▶ _PROBLEM DESCRIPTION_
Pull every line containing "hold" from the entries.

▶ _PROVIDED ENTRIES_

---

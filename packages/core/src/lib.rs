//! volscan-core: storage volume discovery and classification.
//!
//! This library discovers the mountable storage volumes of a host that
//! pairs an always-present built-in volume with zero or more removable
//! slots, and answers which volume is the "primary" built-in storage and
//! which, if any, is a distinct "secondary" card. Discovery reads the
//! volume daemon's `vold.fstab`/`vold.conf` configuration and reconciles
//! it with OS-reported flags, which disagree often enough across vendors
//! that neither source can be trusted alone.
//!
//! # Modules
//!
//! - [`device`]: Storage volume entity and media states
//! - [`vold`]: Tolerant vold mount-table parsing
//! - [`probe`]: OS-reported volume attributes behind a mockable trait
//! - [`registry`]: Device inventory, rescan engine and query API
//! - [`error`]: Error types
//!
//! # Example
//!
//! ```no_run
//! use volscan_core::{DeviceRegistry, RegistryConfig, SystemProbe};
//!
//! // One registry per process; construction runs the initial scan.
//! let registry = DeviceRegistry::new(
//!     RegistryConfig::new(),
//!     SystemProbe::new("/mnt/sdcard", false),
//! );
//!
//! // Removable storage if present and inserted, else built-in storage.
//! let data_dir = registry.card_directory();
//! println!("storing map data under {}", data_dir.display());
//!
//! // Media change notifications from the platform land here.
//! registry.rescan_and_notify();
//! ```

pub mod device;
pub mod error;
pub mod probe;
pub mod registry;
pub mod vold;

// Re-export commonly used types
pub use device::{Device, MediaState};
pub use error::{Error, Result};
pub use probe::{PrimaryBaseline, SystemProbe, VolumeProbe, VolumeStatus};
pub use registry::{DeviceRegistry, RegistryConfig};
pub use vold::{DeviceRecord, PrimaryModifiers, VoldScan};
//! Fast-forward replay of recorded host sessions.
//!
//! A scenario is a JSON array of host events (ticks, logins, var changes).
//! Ticks carry their own wall-clock time, so a week of play can be replayed
//! in microseconds and still cross every daily reset.

use std::collections::HashMap;
use std::fs;
use std::io;
use std::path::Path;

use chrono::{DateTime, Utc};
use serde::{Deserialize, Serialize};

use super::tasks::engine::{DailyTaskEngine, DailyTasksConfig};
use super::tasks::model::{Notification, TaskId};
use super::vars::{AccountType, GameVar, VarSnapshot};

/// One recorded host event.
#[derive(Debug, Clone, PartialEq, Serialize, Deserialize)]
#[serde(tag = "kind", rename_all = "snake_case")]
pub enum ScenarioStep {
    Tick { at: DateTime<Utc> },
    Login,
    Logout,
    Set { vars: HashMap<GameVar, i32> },
    Remove { var: GameVar },
    Account { account_type: Option<AccountType> },
    Toggle { task: TaskId, enabled: bool },
}

/// A reminder together with the tick that produced it.
#[derive(Debug, Clone, PartialEq, Serialize, Deserialize)]
pub struct ReplayedNotification {
    pub at: DateTime<Utc>,
    pub notification: Notification,
}

#[derive(Debug, Clone, Default, PartialEq, Serialize, Deserialize)]
#[serde(transparent)]
pub struct Scenario {
    pub steps: Vec<ScenarioStep>,
}

impl Scenario {
    pub fn new(steps: Vec<ScenarioStep>) -> Self {
        Self { steps }
    }

    pub fn load(path: impl AsRef<Path>) -> io::Result<Self> {
        let content = fs::read_to_string(path)?;
        serde_json::from_str(&content).map_err(io::Error::from)
    }

    /// Run the scenario against a fresh engine starting from an empty snapshot.
    pub fn run(&self, config: DailyTasksConfig) -> Vec<ReplayedNotification> {
        self.run_from(VarSnapshot::new(), config)
    }

    pub fn run_from(&self, vars: VarSnapshot, config: DailyTasksConfig) -> Vec<ReplayedNotification> {
        let mut engine = DailyTaskEngine::new(vars, Vec::new(), config);
        let mut replayed = Vec::new();

        for step in &self.steps {
            match step {
                ScenarioStep::Tick { at } => {
                    let before = engine.sink().len();
                    engine.on_tick(at.timestamp_millis());
                    replayed.extend(engine.sink_mut().drain(before..).map(|notification| {
                        ReplayedNotification {
                            at: *at,
                            notification,
                        }
                    }));
                }
                ScenarioStep::Login => engine.on_login(),
                ScenarioStep::Logout => engine.on_logout(),
                ScenarioStep::Set { vars } => {
                    for (var, value) in vars {
                        engine.vars_mut().set(*var, *value);
                    }
                }
                ScenarioStep::Remove { var } => {
                    engine.vars_mut().remove(*var);
                }
                ScenarioStep::Account { account_type } => {
                    engine.vars_mut().set_account_type(*account_type);
                }
                ScenarioStep::Toggle { task, enabled } => {
                    let mut config = engine.config().clone();
                    config.set_enabled(*task, *enabled);
                    engine.update_config(config);
                }
            }
        }

        log::debug!(
            "Replayed {} steps, {} reminder(s)",
            self.steps.len(),
            replayed.len()
        );
        replayed
    }
}

#[cfg(test)]
mod tests {
    use super::*;
    use crate::core::tasks::definitions::{SAND_MESSAGE, SAND_QUEST_COMPLETE};
    use std::io::Write;
    use tempfile::NamedTempFile;

    const SCENARIO: &str = r#"[
        {"kind": "set", "vars": {"membership_status": 1, "quest_the_hand_in_the_sand": 160, "daily_sand_collected": 0}},
        {"kind": "tick", "at": "2025-03-01T10:00:00Z"},
        {"kind": "tick", "at": "2025-03-01T10:00:00.600Z"},
        {"kind": "set", "vars": {"daily_sand_collected": 84}},
        {"kind": "tick", "at": "2025-03-01T23:59:59Z"},
        {"kind": "tick", "at": "2025-03-02T00:00:01Z"},
        {"kind": "toggle", "task": "sand", "enabled": false},
        {"kind": "login"},
        {"kind": "tick", "at": "2025-03-02T00:01:00Z"}
    ]"#;

    #[test]
    fn test_load_and_run_scenario() {
        let mut file = NamedTempFile::new().unwrap();
        file.write_all(SCENARIO.as_bytes()).unwrap();

        let scenario = Scenario::load(file.path()).unwrap();
        assert_eq!(scenario.steps.len(), 9);

        let replayed = scenario.run(DailyTasksConfig::default_enabled());
        let times: Vec<String> = replayed.iter().map(|r| r.at.to_rfc3339()).collect();
        assert_eq!(
            times,
            vec!["2025-03-01T10:00:00+00:00", "2025-03-02T00:00:01+00:00"]
        );
        assert!(replayed.iter().all(|r| r.notification.message == SAND_MESSAGE));
    }

    fn demo_path(name: &str) -> std::path::PathBuf {
        Path::new(env!("CARGO_MANIFEST_DIR")).join("demos").join(name)
    }

    #[test]
    fn test_bundled_demo_scenario() {
        use crate::core::tasks::definitions::{BONEMEAL_MESSAGE, HERB_BOX_MESSAGE, STAVES_MESSAGE};

        let scenario = Scenario::load(demo_path("two_days.json")).unwrap();
        let replayed = scenario.run(DailyTasksConfig::default_enabled());
        let messages: Vec<&str> = replayed
            .iter()
            .map(|r| r.notification.message.as_str())
            .collect();

        // Login pass, then nothing after collecting, then the midnight reset
        assert_eq!(
            messages,
            vec![
                HERB_BOX_MESSAGE,
                STAVES_MESSAGE,
                BONEMEAL_MESSAGE,
                HERB_BOX_MESSAGE,
                STAVES_MESSAGE,
                BONEMEAL_MESSAGE,
            ]
        );
        assert!(replayed[3..]
            .iter()
            .all(|r| r.at.to_rfc3339() == "2025-03-02T00:00:01+00:00"));
    }

    #[test]
    fn test_bundled_demo_vars() {
        let vars = VarSnapshot::load(demo_path("vars.json")).unwrap();
        let scenario = Scenario::new(vec![ScenarioStep::Tick {
            at: DateTime::from_timestamp(1_700_000_000, 0).unwrap(),
        }]);

        let replayed = scenario.run_from(vars, DailyTasksConfig::default_enabled());
        let tasks: Vec<TaskId> = replayed.iter().map(|r| r.notification.task_id).collect();
        assert_eq!(tasks, vec![TaskId::Sand, TaskId::Flax]);
    }

    #[test]
    fn test_account_step() {
        let scenario = Scenario::new(vec![
            ScenarioStep::Account {
                account_type: Some(AccountType::UltimateIronman),
            },
            ScenarioStep::Set {
                vars: HashMap::from([
                    (GameVar::MembershipStatus, 1),
                    (GameVar::NmzRewardPoints, 20_000),
                    (GameVar::DailyHerbBoxesCollected, 0),
                ]),
            },
            ScenarioStep::Tick {
                at: DateTime::from_timestamp(1_700_000_000, 0).unwrap(),
            },
        ]);

        assert!(scenario.run(DailyTasksConfig::default_enabled()).is_empty());
    }

    #[test]
    fn test_removed_var_stops_reminder() {
        let vars = VarSnapshot::new()
            .with(GameVar::MembershipStatus, 1)
            .with(GameVar::QuestTheHandInTheSand, SAND_QUEST_COMPLETE)
            .with(GameVar::DailySandCollected, 0);
        let scenario = Scenario::new(vec![
            ScenarioStep::Remove {
                var: GameVar::DailySandCollected,
            },
            ScenarioStep::Tick {
                at: DateTime::from_timestamp(1_700_000_000, 0).unwrap(),
            },
        ]);

        assert!(scenario
            .run_from(vars, DailyTasksConfig::default_enabled())
            .is_empty());
    }
}
pub mod clock;
pub mod config;
pub mod replay;
pub mod tasks;
pub mod vars;
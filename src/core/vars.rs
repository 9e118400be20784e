//! Read access to the host's live game variables.
//!
//! The host owns every counter; this crate only ever reads a fresh value at
//! evaluation time. A missing value is reported as `None` and treated by the
//! task table as "not collectible".

use std::collections::HashMap;
use std::fs;
use std::io;
use std::path::Path;

use serde::{Deserialize, Serialize};

/// External counters and flags consulted by the daily task table.
#[derive(Debug, Clone, Copy, PartialEq, Eq, Hash, Serialize, Deserialize)]
#[serde(rename_all = "snake_case")]
pub enum GameVar {
    /// 1 while the account has an active membership
    MembershipStatus,
    NmzRewardPoints,
    DailyHerbBoxesCollected,
    DiaryVarrockEasy,
    DailyStavesCollected,
    DiaryArdougneMedium,
    DailyEssenceCollected,
    DiaryWildernessEasy,
    DailyRunesCollected,
    /// Quest progress, 160 once complete
    QuestTheHandInTheSand,
    DailySandCollected,
    DiaryKandarinEasy,
    DailyFlaxState,
    DiaryMorytaniaMedium,
    DiaryMorytaniaHard,
    DiaryMorytaniaElite,
    DailyBonemealState,
    DiaryKourendMedium,
    DailyDynamiteCollected,
}

/// Account class as reported by the host.
#[derive(Debug, Clone, Copy, PartialEq, Eq, Hash, Serialize, Deserialize)]
#[serde(rename_all = "snake_case")]
pub enum AccountType {
    Normal,
    Ironman,
    UltimateIronman,
    HardcoreIronman,
}

/// Counter-reader capability handed to the engine at construction.
pub trait VarReader {
    /// Current value of `var`, or `None` if the host cannot provide it.
    fn var(&self, var: GameVar) -> Option<i32>;

    /// Current account class, or `None` if not yet known.
    fn account_type(&self) -> Option<AccountType>;
}

impl<T: VarReader + ?Sized> VarReader for &T {
    fn var(&self, var: GameVar) -> Option<i32> {
        (**self).var(var)
    }

    fn account_type(&self) -> Option<AccountType> {
        (**self).account_type()
    }
}

/// In-memory snapshot of game variables.
///
/// Used by tests, the replay driver, and the live loop (which reloads it
/// from disk on every tick).
#[derive(Debug, Clone, Default, PartialEq, Serialize, Deserialize)]
pub struct VarSnapshot {
    #[serde(default)]
    pub account_type: Option<AccountType>,
    #[serde(default)]
    pub vars: HashMap<GameVar, i32>,
}

impl VarSnapshot {
    pub fn new() -> Self {
        Self::default()
    }

    /// Builder-style setter, handy for fixtures.
    pub fn with(mut self, var: GameVar, value: i32) -> Self {
        self.vars.insert(var, value);
        self
    }

    pub fn with_account(mut self, account_type: AccountType) -> Self {
        self.account_type = Some(account_type);
        self
    }

    pub fn set(&mut self, var: GameVar, value: i32) {
        self.vars.insert(var, value);
    }

    pub fn remove(&mut self, var: GameVar) -> Option<i32> {
        self.vars.remove(&var)
    }

    pub fn set_account_type(&mut self, account_type: Option<AccountType>) {
        self.account_type = account_type;
    }

    /// Load a snapshot written by the host as JSON.
    pub fn load(path: impl AsRef<Path>) -> io::Result<Self> {
        let content = fs::read_to_string(path)?;
        serde_json::from_str(&content).map_err(io::Error::from)
    }
}

impl VarReader for VarSnapshot {
    fn var(&self, var: GameVar) -> Option<i32> {
        self.vars.get(&var).copied()
    }

    fn account_type(&self) -> Option<AccountType> {
        self.account_type
    }
}

#[cfg(test)]
mod tests {
    use super::*;
    use std::io::Write;
    use tempfile::NamedTempFile;

    #[test]
    fn test_missing_var_is_none() {
        let snapshot = VarSnapshot::new().with(GameVar::DiaryVarrockEasy, 1);
        assert_eq!(snapshot.var(GameVar::DiaryVarrockEasy), Some(1));
        assert_eq!(snapshot.var(GameVar::DailyStavesCollected), None);
        assert_eq!(snapshot.account_type(), None);
    }

    #[test]
    fn test_load_snapshot_from_json() {
        let mut file = NamedTempFile::new().unwrap();
        write!(
            file,
            r#"{{"account_type": "hardcore_ironman", "vars": {{"membership_status": 1, "nmz_reward_points": 12000}}}}"#
        )
        .unwrap();

        let snapshot = VarSnapshot::load(file.path()).unwrap();
        assert_eq!(snapshot.account_type(), Some(AccountType::HardcoreIronman));
        assert_eq!(snapshot.var(GameVar::MembershipStatus), Some(1));
        assert_eq!(snapshot.var(GameVar::NmzRewardPoints), Some(12000));
    }

    #[test]
    fn test_load_rejects_garbage() {
        let mut file = NamedTempFile::new().unwrap();
        write!(file, "not json").unwrap();
        assert!(VarSnapshot::load(file.path()).is_err());
    }
}
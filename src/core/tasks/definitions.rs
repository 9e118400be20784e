//! Daily task definitions.
//!
//! Every task is a row in [`TASKS`]: a list of prerequisites plus a daily
//! allowance read from the host's counters. Evaluation is generic; adding a
//! task means adding a row, not a function.

use crate::core::vars::{AccountType, GameVar, VarReader};

use super::model::TaskId;

pub const HERB_BOX_MESSAGE: &str = "You have herb boxes waiting to be collected at NMZ.";
pub const HERB_BOX_MAX: i32 = 15;
pub const HERB_BOX_COST: i32 = 9500;
pub const STAVES_MESSAGE: &str = "You have battlestaves waiting to be collected from Zaff.";
pub const ESSENCE_MESSAGE: &str = "You have essence waiting to be collected from Wizard Cromperty.";
pub const RUNES_MESSAGE: &str = "You have random runes waiting to be collected from Lundail.";
pub const SAND_MESSAGE: &str = "You have sand waiting to be collected from Bert.";
pub const SAND_QUEST_COMPLETE: i32 = 160;
pub const FLAX_MESSAGE: &str =
    "You have bowstrings waiting to be converted from flax from the Flax keeper.";
pub const BONEMEAL_MESSAGE: &str = "You have bonemeal and slime waiting to be collected from Robin.";
pub const BONEMEAL_PER_DIARY: i32 = 13;
pub const DYNAMITE_MESSAGE: &str = "You have dynamite waiting to be collected from Thirus.";

/// A prerequisite that must hold before a task is considered at all.
#[derive(Debug, Clone, Copy, PartialEq, Eq)]
pub enum Requirement {
    /// Var must equal the value exactly (diary completion flags)
    VarEquals(GameVar, i32),
    /// Var must be at least the value (points, quest progress)
    VarAtLeast(GameVar, i32),
    /// Account must be of this class
    Account(AccountType),
}

impl Requirement {
    /// `None` when the underlying input is unavailable.
    pub fn check(&self, vars: &dyn VarReader) -> Option<bool> {
        match *self {
            Self::VarEquals(var, value) => Some(vars.var(var)? == value),
            Self::VarAtLeast(var, value) => Some(vars.var(var)? >= value),
            Self::Account(account_type) => Some(vars.account_type()? == account_type),
        }
    }
}

/// How much of a task can be collected per reset period.
#[derive(Debug, Clone, Copy, PartialEq, Eq)]
pub enum Allowance {
    /// Collectible once; the counter reads 0 until collected
    Once(GameVar),
    /// Collectible while the counter is below a fixed maximum
    UpTo { collected: GameVar, max: i32 },
    /// Maximum grows by `per_tier` for the base tier and for every
    /// achieved extra tier
    Tiered {
        collected: GameVar,
        per_tier: i32,
        extra_tiers: &'static [GameVar],
    },
}

impl Allowance {
    /// Maximum collectible amount for the current prerequisites.
    pub fn max(&self, vars: &dyn VarReader) -> Option<i32> {
        match *self {
            Self::Once(_) => Some(1),
            Self::UpTo { max, .. } => Some(max),
            Self::Tiered {
                per_tier,
                extra_tiers,
                ..
            } => {
                let mut max = per_tier;
                for tier in extra_tiers {
                    if vars.var(*tier)? == 1 {
                        max += per_tier;
                    }
                }
                Some(max)
            }
        }
    }

    /// Whether some of the allowance is still uncollected this period.
    pub fn remaining(&self, vars: &dyn VarReader) -> Option<bool> {
        match *self {
            Self::Once(collected) => Some(vars.var(collected)? == 0),
            Self::UpTo { collected, .. } | Self::Tiered { collected, .. } => {
                let max = self.max(vars)?;
                Some(vars.var(collected)? < max)
            }
        }
    }
}

#[derive(Debug, Clone, Copy)]
pub struct TaskDefinition {
    pub id: TaskId,
    pub message: &'static str,
    pub requires: &'static [Requirement],
    pub allowance: Allowance,
}

impl TaskDefinition {
    /// Evaluate the task against the current counters.
    ///
    /// On a reset pass the host's "collected" counter may still hold the
    /// previous period's value, so a met prerequisite is enough.
    /// Returns `None` if any input the task needs is missing.
    pub fn is_collectible(&self, vars: &dyn VarReader, reset: bool) -> Option<bool> {
        for requirement in self.requires {
            if !requirement.check(vars)? {
                return Some(false);
            }
        }
        let remaining = self.allowance.remaining(vars)?;
        Some(remaining || reset)
    }
}

/// All daily tasks in evaluation order.
pub const TASKS: &[TaskDefinition] = &[
    TaskDefinition {
        id: TaskId::HerbBoxes,
        message: HERB_BOX_MESSAGE,
        requires: &[
            Requirement::Account(AccountType::Normal),
            Requirement::VarAtLeast(GameVar::NmzRewardPoints, HERB_BOX_COST),
        ],
        allowance: Allowance::UpTo {
            collected: GameVar::DailyHerbBoxesCollected,
            max: HERB_BOX_MAX,
        },
    },
    TaskDefinition {
        id: TaskId::Staves,
        message: STAVES_MESSAGE,
        requires: &[Requirement::VarEquals(GameVar::DiaryVarrockEasy, 1)],
        allowance: Allowance::Once(GameVar::DailyStavesCollected),
    },
    TaskDefinition {
        id: TaskId::Essence,
        message: ESSENCE_MESSAGE,
        requires: &[Requirement::VarEquals(GameVar::DiaryArdougneMedium, 1)],
        allowance: Allowance::Once(GameVar::DailyEssenceCollected),
    },
    TaskDefinition {
        id: TaskId::Runes,
        message: RUNES_MESSAGE,
        requires: &[Requirement::VarEquals(GameVar::DiaryWildernessEasy, 1)],
        allowance: Allowance::Once(GameVar::DailyRunesCollected),
    },
    TaskDefinition {
        id: TaskId::Sand,
        message: SAND_MESSAGE,
        requires: &[Requirement::VarAtLeast(
            GameVar::QuestTheHandInTheSand,
            SAND_QUEST_COMPLETE,
        )],
        allowance: Allowance::Once(GameVar::DailySandCollected),
    },
    TaskDefinition {
        id: TaskId::Flax,
        message: FLAX_MESSAGE,
        requires: &[Requirement::VarEquals(GameVar::DiaryKandarinEasy, 1)],
        allowance: Allowance::Once(GameVar::DailyFlaxState),
    },
    TaskDefinition {
        id: TaskId::Bonemeal,
        message: BONEMEAL_MESSAGE,
        requires: &[Requirement::VarEquals(GameVar::DiaryMorytaniaMedium, 1)],
        allowance: Allowance::Tiered {
            collected: GameVar::DailyBonemealState,
            per_tier: BONEMEAL_PER_DIARY,
            extra_tiers: &[GameVar::DiaryMorytaniaHard, GameVar::DiaryMorytaniaElite],
        },
    },
    TaskDefinition {
        id: TaskId::Dynamite,
        message: DYNAMITE_MESSAGE,
        requires: &[Requirement::VarEquals(GameVar::DiaryKourendMedium, 1)],
        allowance: Allowance::Once(GameVar::DailyDynamiteCollected),
    },
];

/// Look up the definition for a task.
pub fn find(id: TaskId) -> Option<&'static TaskDefinition> {
    TASKS.iter().find(|def| def.id == id)
}
// Daily task model types for configuration and notifications.

use serde::{Deserialize, Serialize};

/// Unique identifier for each tracked daily task.
///
/// Declaration order is evaluation order.
#[derive(Debug, Clone, Copy, PartialEq, Eq, Hash, Serialize, Deserialize)]
#[serde(rename_all = "snake_case")]
pub enum TaskId {
    /// Herb boxes bought with Nightmare Zone reward points
    HerbBoxes,
    /// Battlestaves from Zaff
    Staves,
    /// Pure essence from Wizard Cromperty
    Essence,
    /// Random runes from Lundail
    Runes,
    /// Buckets of sand from Bert
    Sand,
    /// Flax to bowstring conversion from the Flax keeper
    Flax,
    /// Bonemeal and slime from Robin
    Bonemeal,
    /// Dynamite from Thirus
    Dynamite,
}

impl TaskId {
    /// Get the display name for this task
    pub fn display_name(&self) -> &'static str {
        match self {
            Self::HerbBoxes => "Herb Boxes",
            Self::Staves => "Battlestaves",
            Self::Essence => "Essence",
            Self::Runes => "Random Runes",
            Self::Sand => "Sand",
            Self::Flax => "Flax",
            Self::Bonemeal => "Bonemeal",
            Self::Dynamite => "Dynamite",
        }
    }

    /// Get a description of what this reminder does
    pub fn description(&self) -> &'static str {
        match self {
            Self::HerbBoxes => "Remind when herb boxes can be bought from the NMZ reward shop",
            Self::Staves => "Remind when discounted battlestaves can be bought from Zaff",
            Self::Essence => "Remind when free essence can be collected from Wizard Cromperty",
            Self::Runes => "Remind when random runes can be collected from Lundail",
            Self::Sand => "Remind when buckets of sand can be collected from Bert",
            Self::Flax => "Remind when flax can be converted to bowstrings by the Flax keeper",
            Self::Bonemeal => "Remind when bonemeal and slime can be collected from Robin",
            Self::Dynamite => "Remind when dynamite can be collected from Thirus",
        }
    }

    /// Get all task IDs in evaluation order
    pub fn all() -> &'static [TaskId] {
        &[
            Self::HerbBoxes,
            Self::Staves,
            Self::Essence,
            Self::Runes,
            Self::Sand,
            Self::Flax,
            Self::Bonemeal,
            Self::Dynamite,
        ]
    }
}

/// Per-task configuration
#[derive(Debug, Clone, PartialEq, Eq, Serialize, Deserialize)]
pub struct TaskConfig {
    #[serde(default = "default_enabled")]
    pub enabled: bool,
}

fn default_enabled() -> bool {
    true
}

impl Default for TaskConfig {
    fn default() -> Self {
        Self { enabled: true }
    }
}

/// Informational reminder emitted when a task can be collected.
#[derive(Debug, Clone, PartialEq, Eq, Serialize, Deserialize)]
pub struct Notification {
    pub task_id: TaskId,
    pub message: String,
}

/// Notification-sink capability handed to the engine at construction.
pub trait NotificationSink {
    fn notify(&mut self, notification: Notification);
}

impl NotificationSink for Vec<Notification> {
    fn notify(&mut self, notification: Notification) {
        self.push(notification);
    }
}

/// Sink that writes reminders to the log at info level.
#[derive(Debug, Clone, Copy, Default)]
pub struct LogSink;

impl NotificationSink for LogSink {
    fn notify(&mut self, notification: Notification) {
        log::info!("{}", notification.message);
    }
}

---

▶ _EXERCISE SOLUTION_
/// A prerequisite that must hold before a task is considered at all.
    /// On a reset pass the host's "collected" counter may still hold the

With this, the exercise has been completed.